Stored records
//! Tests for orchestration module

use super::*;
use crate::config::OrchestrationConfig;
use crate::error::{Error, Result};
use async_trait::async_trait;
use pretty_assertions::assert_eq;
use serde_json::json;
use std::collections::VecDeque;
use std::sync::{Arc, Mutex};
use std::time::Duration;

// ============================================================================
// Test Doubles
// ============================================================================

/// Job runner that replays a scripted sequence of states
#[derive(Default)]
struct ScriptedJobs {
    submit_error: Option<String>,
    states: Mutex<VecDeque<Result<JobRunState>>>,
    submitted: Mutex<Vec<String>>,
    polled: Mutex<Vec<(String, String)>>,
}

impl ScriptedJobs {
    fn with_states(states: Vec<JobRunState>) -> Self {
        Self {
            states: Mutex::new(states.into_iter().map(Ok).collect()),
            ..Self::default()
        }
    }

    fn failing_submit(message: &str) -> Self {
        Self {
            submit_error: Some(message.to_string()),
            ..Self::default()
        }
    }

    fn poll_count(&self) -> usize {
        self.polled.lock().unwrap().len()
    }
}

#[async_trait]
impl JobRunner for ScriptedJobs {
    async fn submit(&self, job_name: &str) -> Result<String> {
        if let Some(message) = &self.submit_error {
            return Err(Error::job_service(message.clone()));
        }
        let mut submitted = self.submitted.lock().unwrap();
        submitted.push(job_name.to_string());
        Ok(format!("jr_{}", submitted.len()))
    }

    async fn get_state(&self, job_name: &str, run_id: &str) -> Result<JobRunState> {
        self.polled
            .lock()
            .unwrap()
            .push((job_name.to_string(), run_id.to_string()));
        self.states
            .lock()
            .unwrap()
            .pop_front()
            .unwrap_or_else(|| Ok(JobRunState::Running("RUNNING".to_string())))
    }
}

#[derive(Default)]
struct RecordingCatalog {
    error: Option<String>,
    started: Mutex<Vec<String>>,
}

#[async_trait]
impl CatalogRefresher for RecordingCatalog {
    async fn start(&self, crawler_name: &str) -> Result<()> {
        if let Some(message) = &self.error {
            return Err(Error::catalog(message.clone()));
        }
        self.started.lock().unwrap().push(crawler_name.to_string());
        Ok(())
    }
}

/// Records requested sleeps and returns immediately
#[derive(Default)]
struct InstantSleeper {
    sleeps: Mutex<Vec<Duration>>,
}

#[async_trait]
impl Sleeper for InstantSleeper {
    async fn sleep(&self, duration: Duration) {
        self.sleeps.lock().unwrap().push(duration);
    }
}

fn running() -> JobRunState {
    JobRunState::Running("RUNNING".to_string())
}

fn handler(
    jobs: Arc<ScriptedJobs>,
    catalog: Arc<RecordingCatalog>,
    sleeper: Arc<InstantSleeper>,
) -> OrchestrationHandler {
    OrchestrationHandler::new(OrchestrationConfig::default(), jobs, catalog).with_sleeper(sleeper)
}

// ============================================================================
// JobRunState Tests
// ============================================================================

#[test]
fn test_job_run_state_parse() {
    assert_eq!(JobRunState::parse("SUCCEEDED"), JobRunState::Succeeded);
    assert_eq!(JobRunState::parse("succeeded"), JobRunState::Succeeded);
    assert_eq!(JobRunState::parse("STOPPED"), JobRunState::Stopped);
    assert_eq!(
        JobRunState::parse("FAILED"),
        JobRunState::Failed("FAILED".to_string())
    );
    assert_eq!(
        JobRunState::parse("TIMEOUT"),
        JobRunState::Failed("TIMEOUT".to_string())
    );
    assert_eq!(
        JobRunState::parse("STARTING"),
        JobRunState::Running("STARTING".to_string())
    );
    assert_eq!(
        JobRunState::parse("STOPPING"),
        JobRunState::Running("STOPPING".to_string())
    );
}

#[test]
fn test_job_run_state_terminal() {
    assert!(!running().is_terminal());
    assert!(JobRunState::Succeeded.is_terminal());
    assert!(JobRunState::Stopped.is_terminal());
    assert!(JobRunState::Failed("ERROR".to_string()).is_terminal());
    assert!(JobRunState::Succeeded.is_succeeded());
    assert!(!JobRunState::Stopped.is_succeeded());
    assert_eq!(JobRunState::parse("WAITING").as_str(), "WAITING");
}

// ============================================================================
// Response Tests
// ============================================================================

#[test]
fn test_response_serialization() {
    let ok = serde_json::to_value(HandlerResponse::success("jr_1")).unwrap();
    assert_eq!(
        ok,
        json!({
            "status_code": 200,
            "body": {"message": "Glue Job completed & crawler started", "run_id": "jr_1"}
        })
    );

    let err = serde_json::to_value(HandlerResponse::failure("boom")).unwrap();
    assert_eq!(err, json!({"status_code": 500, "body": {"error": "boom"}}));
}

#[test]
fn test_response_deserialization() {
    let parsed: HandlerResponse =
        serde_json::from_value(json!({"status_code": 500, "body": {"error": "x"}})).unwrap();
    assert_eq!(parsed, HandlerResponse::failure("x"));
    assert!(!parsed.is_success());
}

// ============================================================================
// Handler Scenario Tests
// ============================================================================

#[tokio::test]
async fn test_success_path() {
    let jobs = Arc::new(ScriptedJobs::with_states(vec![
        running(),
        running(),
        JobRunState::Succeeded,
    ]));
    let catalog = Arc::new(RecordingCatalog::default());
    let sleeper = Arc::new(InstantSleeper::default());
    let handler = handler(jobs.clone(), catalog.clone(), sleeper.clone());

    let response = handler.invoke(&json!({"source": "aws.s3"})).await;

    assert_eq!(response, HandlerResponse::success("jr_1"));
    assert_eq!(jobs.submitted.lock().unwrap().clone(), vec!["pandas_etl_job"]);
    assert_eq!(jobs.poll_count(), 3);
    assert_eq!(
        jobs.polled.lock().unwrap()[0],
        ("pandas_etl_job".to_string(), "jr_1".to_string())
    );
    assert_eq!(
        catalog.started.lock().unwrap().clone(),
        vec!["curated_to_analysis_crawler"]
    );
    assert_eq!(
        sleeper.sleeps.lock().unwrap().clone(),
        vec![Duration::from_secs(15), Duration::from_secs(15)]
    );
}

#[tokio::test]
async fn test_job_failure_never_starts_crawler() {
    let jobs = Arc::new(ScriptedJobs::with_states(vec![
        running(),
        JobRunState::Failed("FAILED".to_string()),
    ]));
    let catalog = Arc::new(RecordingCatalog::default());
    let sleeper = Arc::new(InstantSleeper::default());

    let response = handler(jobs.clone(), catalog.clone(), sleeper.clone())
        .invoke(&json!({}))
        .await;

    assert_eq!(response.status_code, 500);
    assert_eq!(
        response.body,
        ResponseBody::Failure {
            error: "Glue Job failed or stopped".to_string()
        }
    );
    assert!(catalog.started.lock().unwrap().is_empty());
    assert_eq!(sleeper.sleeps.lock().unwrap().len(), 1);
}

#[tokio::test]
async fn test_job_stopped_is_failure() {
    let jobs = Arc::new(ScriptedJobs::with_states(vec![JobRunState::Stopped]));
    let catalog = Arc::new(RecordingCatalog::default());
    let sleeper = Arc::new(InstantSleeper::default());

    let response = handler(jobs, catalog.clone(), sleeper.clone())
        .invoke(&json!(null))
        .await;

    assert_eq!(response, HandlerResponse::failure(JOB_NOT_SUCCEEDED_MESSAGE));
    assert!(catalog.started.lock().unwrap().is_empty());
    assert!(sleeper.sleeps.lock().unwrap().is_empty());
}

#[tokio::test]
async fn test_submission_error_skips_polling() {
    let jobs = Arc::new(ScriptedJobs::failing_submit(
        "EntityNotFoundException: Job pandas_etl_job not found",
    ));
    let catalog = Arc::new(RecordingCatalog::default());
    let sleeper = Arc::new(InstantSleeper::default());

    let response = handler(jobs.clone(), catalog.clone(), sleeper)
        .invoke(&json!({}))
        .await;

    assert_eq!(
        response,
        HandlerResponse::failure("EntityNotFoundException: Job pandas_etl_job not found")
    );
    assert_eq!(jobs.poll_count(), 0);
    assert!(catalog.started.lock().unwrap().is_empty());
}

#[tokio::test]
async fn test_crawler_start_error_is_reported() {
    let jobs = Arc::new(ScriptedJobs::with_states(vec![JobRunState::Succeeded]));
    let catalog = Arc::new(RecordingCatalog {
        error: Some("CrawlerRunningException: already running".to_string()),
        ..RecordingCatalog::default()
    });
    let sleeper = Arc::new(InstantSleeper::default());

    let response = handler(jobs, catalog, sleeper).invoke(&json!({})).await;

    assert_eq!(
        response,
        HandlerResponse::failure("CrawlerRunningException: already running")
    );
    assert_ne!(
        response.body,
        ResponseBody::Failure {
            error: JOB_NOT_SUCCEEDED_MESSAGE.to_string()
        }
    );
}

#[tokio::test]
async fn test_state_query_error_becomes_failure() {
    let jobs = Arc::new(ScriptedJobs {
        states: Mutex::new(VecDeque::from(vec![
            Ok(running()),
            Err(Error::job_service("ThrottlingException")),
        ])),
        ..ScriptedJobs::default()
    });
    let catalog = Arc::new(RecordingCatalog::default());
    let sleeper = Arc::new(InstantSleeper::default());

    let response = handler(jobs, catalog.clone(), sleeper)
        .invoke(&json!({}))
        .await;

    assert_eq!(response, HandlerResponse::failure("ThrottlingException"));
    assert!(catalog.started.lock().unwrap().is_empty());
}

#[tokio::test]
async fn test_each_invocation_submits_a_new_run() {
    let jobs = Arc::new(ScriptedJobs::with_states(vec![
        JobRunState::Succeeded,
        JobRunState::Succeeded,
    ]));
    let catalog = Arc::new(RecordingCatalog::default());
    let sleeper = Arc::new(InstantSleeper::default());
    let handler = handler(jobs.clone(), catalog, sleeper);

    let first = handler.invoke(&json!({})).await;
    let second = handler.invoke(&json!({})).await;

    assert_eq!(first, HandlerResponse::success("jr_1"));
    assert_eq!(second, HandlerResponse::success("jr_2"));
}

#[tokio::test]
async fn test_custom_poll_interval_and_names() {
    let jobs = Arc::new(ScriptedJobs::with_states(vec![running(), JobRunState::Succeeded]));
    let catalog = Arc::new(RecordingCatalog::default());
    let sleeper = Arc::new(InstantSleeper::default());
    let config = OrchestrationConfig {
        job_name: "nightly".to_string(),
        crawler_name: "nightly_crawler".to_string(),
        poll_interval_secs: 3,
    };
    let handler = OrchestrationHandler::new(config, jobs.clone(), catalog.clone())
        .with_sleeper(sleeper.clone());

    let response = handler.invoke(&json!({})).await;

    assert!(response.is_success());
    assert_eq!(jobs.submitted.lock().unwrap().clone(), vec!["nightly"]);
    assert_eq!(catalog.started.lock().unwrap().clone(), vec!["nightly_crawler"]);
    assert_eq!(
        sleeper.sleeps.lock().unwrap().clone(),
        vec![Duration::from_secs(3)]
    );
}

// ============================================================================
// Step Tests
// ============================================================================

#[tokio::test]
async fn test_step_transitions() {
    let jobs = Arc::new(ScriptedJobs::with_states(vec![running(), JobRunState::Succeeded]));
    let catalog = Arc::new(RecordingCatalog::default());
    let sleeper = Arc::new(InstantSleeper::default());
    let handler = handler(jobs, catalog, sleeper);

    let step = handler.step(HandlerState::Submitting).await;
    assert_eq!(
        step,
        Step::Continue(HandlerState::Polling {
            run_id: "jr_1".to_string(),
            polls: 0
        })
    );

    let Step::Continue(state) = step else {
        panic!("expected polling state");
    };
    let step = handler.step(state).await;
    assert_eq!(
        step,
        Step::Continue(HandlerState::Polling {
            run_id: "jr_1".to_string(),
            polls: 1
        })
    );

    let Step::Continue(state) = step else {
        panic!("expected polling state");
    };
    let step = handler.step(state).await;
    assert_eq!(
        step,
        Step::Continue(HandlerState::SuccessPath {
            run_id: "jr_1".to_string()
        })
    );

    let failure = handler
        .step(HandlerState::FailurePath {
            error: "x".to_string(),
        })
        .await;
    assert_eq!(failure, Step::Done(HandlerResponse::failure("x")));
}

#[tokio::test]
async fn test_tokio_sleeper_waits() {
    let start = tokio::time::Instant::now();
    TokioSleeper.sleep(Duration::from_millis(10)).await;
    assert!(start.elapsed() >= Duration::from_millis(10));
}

==

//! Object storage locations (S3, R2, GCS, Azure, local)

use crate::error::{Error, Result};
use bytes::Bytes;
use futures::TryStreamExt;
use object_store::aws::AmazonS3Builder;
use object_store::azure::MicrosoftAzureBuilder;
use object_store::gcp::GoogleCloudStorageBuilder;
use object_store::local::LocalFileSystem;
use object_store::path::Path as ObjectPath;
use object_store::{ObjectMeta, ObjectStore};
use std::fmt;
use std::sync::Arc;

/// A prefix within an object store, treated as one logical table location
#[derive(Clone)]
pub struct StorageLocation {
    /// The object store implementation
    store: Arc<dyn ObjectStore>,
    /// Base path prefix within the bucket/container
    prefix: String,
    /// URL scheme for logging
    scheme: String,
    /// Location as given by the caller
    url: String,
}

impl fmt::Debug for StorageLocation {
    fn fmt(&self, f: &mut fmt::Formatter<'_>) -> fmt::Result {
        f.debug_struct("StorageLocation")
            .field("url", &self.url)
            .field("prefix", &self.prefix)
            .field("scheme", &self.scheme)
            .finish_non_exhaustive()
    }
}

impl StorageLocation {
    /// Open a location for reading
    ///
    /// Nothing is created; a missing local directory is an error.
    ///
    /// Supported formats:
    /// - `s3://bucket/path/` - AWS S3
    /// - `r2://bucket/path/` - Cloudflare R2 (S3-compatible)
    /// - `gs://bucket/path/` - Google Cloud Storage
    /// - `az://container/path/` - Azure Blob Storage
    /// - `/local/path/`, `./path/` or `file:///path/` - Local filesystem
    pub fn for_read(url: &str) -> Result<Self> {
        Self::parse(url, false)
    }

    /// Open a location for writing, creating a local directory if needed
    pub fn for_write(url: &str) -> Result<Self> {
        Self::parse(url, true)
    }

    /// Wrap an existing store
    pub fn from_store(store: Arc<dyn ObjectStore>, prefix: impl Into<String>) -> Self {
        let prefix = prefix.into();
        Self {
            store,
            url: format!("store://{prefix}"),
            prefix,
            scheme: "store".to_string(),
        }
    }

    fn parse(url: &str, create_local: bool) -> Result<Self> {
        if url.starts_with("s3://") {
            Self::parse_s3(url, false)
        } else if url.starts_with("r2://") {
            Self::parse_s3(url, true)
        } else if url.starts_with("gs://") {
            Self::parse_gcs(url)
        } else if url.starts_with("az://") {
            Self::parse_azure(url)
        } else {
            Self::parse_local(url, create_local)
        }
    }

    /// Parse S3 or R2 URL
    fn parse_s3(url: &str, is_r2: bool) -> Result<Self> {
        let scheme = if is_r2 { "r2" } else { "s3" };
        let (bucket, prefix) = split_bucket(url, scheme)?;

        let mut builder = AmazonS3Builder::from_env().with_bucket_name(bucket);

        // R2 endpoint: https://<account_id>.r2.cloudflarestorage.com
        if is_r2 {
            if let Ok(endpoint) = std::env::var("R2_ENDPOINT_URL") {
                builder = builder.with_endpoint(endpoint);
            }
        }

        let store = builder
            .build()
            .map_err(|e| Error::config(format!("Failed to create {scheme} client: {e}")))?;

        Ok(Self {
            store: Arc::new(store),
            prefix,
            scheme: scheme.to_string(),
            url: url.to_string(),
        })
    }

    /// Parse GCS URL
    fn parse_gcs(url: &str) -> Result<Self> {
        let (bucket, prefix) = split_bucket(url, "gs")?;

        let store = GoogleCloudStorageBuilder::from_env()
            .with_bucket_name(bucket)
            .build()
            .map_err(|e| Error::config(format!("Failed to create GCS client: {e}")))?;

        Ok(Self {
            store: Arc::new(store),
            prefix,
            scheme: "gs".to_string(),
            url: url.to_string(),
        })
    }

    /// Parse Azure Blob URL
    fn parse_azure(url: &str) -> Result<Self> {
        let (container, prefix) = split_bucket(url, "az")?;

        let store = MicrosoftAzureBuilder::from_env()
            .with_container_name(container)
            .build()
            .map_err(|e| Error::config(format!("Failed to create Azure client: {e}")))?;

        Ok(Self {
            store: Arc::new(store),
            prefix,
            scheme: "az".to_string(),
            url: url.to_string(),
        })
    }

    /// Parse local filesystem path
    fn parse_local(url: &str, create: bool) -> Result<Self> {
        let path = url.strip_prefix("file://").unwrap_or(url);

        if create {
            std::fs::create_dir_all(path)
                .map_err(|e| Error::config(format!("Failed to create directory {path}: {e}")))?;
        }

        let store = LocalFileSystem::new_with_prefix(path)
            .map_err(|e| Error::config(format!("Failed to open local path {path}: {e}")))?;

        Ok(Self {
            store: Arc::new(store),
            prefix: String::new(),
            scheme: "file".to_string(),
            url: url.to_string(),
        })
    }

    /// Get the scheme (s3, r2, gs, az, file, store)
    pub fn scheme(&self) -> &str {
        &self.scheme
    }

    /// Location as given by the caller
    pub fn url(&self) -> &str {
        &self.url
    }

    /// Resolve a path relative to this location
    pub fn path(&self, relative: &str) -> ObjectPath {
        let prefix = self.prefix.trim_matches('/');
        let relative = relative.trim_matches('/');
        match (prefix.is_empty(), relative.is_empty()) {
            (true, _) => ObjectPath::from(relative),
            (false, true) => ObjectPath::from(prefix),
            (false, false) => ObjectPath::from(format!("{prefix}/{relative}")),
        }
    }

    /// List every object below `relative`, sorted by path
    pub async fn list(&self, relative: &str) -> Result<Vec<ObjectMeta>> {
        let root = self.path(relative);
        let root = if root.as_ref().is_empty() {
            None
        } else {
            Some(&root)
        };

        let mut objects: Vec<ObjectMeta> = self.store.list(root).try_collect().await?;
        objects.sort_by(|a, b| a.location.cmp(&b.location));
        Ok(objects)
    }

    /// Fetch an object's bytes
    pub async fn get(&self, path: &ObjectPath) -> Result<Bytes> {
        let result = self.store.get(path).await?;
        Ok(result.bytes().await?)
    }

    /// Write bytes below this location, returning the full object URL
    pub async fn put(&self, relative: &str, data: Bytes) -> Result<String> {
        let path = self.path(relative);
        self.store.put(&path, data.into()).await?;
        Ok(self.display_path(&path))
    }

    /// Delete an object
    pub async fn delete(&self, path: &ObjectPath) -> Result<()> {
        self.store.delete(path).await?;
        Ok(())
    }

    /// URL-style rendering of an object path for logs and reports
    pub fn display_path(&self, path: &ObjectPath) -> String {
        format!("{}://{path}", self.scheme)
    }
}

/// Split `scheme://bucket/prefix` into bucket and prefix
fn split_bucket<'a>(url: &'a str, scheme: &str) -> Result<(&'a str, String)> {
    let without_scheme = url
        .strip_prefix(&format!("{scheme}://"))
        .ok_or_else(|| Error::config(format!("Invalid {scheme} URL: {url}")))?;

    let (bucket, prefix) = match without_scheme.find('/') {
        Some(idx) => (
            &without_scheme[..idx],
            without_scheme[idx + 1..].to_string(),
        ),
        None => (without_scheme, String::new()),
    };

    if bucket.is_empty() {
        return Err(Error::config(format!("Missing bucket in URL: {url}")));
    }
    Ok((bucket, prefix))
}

→ What you will do: The required answer is the run of lines above, starting at the line with "for orchestration module" and ending at the line with "if let Some(message) = &self.error", reproduced exactly with both ends.

→ Written reply:
//! Tests for orchestration module

use super::*;
use crate::config::OrchestrationConfig;
use crate::error::{Error, Result};
use async_trait::async_trait;
use pretty_assertions::assert_eq;
use serde_json::json;
use std::collections::VecDeque;
use std::sync::{Arc, Mutex};
use std::time::Duration;

// ============================================================================
// Test Doubles
// ============================================================================

/// Job runner that replays a scripted sequence of states
#[derive(Default)]
struct ScriptedJobs {
    submit_error: Option<String>,
    states: Mutex<VecDeque<Result<JobRunState>>>,
    submitted: Mutex<Vec<String>>,
    polled: Mutex<Vec<(String, String)>>,
}

impl ScriptedJobs {
    fn with_states(states: Vec<JobRunState>) -> Self {
        Self {
            states: Mutex::new(states.into_iter().map(Ok).collect()),
            ..Self::default()
        }
    }

    fn failing_submit(message: &str) -> Self {
        Self {
            submit_error: Some(message.to_string()),
            ..Self::default()
        }
    }

    fn poll_count(&self) -> usize {
        self.polled.lock().unwrap().len()
    }
}

#[async_trait]
impl JobRunner for ScriptedJobs {
    async fn submit(&self, job_name: &str) -> Result<String> {
        if let Some(message) = &self.submit_error {
            return Err(Error::job_service(message.clone()));
        }
        let mut submitted = self.submitted.lock().unwrap();
        submitted.push(job_name.to_string());
        Ok(format!("jr_{}", submitted.len()))
    }

    async fn get_state(&self, job_name: &str, run_id: &str) -> Result<JobRunState> {
        self.polled
            .lock()
            .unwrap()
            .push((job_name.to_string(), run_id.to_string()));
        self.states
            .lock()
            .unwrap()
            .pop_front()
            .unwrap_or_else(|| Ok(JobRunState::Running("RUNNING".to_string())))
    }
}

#[derive(Default)]
struct RecordingCatalog {
    error: Option<String>,
    started: Mutex<Vec<String>>,
}

#[async_trait]
impl CatalogRefresher for RecordingCatalog {
    async fn start(&self, crawler_name: &str) -> Result<()> {
        if let Some(message) = &self.error {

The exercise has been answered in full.